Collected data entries
┌──

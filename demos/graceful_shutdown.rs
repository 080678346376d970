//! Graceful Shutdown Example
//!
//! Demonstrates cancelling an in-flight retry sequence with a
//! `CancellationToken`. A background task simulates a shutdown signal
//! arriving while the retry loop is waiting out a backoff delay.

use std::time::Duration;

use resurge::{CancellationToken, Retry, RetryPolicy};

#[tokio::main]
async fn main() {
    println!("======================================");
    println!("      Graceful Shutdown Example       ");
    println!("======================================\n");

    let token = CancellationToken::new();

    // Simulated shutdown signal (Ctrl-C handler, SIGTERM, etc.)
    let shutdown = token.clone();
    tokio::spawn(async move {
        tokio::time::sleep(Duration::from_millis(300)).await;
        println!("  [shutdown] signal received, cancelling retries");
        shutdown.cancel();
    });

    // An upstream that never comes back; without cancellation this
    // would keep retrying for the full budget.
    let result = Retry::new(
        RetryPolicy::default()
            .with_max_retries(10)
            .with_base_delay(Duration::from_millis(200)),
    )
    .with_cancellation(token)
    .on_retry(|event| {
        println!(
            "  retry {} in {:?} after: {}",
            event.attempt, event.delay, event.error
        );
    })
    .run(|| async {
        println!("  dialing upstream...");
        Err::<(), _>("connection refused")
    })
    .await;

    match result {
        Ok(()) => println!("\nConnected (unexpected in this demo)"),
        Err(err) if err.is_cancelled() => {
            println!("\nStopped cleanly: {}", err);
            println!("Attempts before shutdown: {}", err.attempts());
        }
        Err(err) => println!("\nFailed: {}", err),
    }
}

└──
┌──

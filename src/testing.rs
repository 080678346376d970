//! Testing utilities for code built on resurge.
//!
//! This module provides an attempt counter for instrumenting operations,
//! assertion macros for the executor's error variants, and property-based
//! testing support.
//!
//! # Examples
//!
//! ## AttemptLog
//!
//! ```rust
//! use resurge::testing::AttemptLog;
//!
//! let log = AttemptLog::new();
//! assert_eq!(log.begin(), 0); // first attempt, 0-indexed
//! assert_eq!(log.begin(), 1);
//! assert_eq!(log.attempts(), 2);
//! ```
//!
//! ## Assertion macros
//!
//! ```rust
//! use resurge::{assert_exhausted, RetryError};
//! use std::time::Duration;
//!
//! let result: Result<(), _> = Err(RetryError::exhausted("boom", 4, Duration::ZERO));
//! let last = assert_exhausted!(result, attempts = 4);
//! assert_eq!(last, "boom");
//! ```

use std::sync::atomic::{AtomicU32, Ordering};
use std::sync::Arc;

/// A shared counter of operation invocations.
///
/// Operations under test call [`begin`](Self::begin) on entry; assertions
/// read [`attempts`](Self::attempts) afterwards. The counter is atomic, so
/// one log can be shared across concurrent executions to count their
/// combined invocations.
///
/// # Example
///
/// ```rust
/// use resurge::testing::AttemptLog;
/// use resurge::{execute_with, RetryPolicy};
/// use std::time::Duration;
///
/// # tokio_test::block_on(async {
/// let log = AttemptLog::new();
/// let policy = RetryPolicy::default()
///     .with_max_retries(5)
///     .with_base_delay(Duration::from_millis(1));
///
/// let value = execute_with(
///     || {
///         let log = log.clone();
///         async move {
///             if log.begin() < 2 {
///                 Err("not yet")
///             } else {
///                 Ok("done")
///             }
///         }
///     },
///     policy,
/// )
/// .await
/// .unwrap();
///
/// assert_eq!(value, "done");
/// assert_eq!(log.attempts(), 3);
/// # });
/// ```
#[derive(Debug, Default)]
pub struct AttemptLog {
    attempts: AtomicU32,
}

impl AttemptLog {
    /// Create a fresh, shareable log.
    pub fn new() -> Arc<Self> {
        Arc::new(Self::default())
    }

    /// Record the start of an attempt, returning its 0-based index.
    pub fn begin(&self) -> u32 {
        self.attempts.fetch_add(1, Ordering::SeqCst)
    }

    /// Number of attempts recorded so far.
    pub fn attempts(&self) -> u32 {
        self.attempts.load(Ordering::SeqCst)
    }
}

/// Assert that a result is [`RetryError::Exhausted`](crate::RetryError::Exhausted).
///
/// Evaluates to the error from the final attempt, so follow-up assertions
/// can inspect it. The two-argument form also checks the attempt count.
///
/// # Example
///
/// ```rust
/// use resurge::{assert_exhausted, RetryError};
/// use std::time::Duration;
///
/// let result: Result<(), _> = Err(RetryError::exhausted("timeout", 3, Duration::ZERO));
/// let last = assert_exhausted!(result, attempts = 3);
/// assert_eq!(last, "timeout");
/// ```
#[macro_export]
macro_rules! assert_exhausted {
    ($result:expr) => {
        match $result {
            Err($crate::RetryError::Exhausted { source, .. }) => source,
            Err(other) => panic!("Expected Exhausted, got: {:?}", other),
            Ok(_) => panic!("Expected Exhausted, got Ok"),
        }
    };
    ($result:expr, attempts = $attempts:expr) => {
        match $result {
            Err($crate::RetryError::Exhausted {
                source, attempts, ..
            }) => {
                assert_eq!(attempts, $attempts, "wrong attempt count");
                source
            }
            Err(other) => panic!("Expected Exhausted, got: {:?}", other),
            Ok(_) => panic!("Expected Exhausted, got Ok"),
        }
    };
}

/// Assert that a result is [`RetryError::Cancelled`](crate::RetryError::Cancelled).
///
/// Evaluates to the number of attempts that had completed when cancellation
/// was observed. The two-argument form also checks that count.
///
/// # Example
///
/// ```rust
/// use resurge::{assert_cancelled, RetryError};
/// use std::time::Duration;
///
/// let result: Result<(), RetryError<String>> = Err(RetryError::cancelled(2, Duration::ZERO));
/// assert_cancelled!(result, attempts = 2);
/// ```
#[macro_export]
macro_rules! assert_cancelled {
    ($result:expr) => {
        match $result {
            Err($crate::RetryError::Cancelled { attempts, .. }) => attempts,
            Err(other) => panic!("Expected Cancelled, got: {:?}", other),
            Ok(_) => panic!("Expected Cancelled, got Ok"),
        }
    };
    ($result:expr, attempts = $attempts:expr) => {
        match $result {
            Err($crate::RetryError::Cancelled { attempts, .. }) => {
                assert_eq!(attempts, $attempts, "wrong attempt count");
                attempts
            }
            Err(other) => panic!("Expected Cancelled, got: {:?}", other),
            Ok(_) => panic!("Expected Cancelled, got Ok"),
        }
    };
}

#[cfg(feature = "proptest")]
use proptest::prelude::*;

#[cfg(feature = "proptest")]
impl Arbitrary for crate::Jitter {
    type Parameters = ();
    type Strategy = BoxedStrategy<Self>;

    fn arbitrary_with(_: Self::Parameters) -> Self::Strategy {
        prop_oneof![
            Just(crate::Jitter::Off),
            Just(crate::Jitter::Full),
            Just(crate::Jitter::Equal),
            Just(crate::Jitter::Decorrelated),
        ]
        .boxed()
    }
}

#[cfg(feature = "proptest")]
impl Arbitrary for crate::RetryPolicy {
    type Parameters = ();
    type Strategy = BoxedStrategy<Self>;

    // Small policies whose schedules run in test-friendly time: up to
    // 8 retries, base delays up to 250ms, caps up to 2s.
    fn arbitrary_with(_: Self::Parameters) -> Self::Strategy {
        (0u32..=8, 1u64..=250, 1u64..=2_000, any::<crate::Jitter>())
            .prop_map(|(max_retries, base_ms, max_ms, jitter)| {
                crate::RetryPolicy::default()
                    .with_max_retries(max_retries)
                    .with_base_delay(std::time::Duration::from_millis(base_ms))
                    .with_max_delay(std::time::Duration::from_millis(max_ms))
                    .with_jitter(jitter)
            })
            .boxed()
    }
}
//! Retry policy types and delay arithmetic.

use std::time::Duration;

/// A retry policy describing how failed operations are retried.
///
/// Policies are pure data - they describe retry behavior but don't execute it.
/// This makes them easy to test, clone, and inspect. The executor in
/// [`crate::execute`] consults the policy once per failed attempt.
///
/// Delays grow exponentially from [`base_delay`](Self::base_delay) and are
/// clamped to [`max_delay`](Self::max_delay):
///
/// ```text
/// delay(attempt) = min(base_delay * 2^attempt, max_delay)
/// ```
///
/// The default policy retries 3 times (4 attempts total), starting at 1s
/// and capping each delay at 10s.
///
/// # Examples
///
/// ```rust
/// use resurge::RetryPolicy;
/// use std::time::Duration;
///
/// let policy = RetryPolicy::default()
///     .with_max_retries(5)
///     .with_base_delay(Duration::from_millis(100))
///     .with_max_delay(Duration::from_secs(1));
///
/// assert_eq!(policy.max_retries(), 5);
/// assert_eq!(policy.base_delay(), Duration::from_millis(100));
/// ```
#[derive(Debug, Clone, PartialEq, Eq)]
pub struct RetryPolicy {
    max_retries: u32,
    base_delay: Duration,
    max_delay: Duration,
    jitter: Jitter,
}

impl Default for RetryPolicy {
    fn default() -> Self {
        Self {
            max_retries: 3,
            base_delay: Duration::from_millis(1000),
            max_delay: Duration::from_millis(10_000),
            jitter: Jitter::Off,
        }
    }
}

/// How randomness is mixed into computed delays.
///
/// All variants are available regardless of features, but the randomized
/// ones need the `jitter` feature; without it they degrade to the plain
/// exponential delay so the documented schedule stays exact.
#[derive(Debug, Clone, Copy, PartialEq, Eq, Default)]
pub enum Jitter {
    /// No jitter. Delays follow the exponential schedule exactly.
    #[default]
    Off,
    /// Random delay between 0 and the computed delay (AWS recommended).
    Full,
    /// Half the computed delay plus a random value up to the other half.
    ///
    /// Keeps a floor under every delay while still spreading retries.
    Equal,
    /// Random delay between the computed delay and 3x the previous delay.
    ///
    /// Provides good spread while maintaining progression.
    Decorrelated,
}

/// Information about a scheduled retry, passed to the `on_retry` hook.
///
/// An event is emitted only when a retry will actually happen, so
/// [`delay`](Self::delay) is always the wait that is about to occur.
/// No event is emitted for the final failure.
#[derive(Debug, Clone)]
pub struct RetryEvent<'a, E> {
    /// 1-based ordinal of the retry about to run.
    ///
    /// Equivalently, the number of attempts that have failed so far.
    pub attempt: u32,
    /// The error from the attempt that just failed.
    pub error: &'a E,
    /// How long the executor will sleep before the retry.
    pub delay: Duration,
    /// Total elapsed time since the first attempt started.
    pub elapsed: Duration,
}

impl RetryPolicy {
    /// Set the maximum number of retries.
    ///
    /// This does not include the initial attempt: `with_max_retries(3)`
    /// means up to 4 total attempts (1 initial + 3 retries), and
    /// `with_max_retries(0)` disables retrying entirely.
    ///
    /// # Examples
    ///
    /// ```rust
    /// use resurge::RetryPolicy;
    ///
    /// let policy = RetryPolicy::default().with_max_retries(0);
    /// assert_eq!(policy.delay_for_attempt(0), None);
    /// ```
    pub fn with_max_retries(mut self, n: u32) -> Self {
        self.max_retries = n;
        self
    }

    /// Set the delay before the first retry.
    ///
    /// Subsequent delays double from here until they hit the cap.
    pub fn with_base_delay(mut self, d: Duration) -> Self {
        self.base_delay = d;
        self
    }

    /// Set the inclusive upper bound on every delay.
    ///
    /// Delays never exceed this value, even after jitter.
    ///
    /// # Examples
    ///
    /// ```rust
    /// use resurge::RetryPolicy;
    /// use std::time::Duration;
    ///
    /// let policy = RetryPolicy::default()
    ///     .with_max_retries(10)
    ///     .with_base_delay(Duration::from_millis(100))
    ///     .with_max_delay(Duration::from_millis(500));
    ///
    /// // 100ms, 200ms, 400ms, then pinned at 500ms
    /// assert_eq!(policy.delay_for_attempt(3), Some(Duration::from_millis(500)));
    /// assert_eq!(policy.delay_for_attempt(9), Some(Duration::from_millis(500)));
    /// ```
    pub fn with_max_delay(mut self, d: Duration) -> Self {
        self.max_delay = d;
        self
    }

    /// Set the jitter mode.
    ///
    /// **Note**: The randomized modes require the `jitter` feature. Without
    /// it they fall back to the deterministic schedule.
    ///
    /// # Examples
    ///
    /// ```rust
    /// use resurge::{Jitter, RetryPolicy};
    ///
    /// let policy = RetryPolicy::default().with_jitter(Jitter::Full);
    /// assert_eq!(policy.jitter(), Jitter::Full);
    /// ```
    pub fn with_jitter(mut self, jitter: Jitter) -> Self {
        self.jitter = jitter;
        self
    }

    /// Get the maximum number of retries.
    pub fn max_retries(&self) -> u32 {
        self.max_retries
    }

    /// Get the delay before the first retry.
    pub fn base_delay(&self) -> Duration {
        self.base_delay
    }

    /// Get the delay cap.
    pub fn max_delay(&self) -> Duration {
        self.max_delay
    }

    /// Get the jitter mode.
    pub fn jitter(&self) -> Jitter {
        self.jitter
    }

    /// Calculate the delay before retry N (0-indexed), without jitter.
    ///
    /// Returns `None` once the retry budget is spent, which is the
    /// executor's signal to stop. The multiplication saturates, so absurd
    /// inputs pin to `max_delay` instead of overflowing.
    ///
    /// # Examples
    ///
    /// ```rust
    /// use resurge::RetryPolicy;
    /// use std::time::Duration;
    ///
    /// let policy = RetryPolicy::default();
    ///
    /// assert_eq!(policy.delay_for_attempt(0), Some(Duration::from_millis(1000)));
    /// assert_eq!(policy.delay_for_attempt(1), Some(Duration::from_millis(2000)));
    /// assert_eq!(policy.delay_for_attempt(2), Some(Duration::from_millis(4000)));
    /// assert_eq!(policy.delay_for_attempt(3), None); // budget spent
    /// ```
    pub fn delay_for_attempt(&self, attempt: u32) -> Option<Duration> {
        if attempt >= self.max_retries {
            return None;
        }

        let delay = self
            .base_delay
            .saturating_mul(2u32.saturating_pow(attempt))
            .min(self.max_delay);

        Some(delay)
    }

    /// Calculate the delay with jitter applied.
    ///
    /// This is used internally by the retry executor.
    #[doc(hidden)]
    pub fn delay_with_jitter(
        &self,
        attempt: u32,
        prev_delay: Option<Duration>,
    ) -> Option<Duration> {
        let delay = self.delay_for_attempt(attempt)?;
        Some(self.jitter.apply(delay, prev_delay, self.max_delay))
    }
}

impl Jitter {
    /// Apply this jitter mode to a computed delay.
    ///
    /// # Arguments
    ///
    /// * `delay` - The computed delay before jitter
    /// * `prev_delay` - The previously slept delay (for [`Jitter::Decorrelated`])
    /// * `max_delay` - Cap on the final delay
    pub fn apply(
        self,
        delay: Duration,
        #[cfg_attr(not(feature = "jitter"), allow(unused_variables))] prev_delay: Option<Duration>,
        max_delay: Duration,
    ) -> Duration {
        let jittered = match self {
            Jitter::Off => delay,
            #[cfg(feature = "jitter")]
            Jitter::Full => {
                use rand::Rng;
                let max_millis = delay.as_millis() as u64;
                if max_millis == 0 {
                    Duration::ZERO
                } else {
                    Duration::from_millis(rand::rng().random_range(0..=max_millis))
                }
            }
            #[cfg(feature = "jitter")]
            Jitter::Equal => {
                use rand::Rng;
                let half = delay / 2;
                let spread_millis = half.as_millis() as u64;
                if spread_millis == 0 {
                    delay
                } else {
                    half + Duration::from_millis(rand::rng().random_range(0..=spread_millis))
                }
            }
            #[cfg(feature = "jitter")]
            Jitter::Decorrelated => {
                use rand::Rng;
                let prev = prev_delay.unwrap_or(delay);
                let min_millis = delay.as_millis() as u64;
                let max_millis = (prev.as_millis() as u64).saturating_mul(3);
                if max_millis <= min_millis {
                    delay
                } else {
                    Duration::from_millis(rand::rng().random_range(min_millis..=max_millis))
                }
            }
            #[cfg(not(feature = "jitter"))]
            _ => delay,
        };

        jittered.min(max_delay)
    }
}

└──

= Work request =
Considering only the data above, return the lines in which "when" occurs.

= Reply =
/// Evaluates to the number of attempts that had completed when cancellation
/// An event is emitted only when a retry will actually happen, so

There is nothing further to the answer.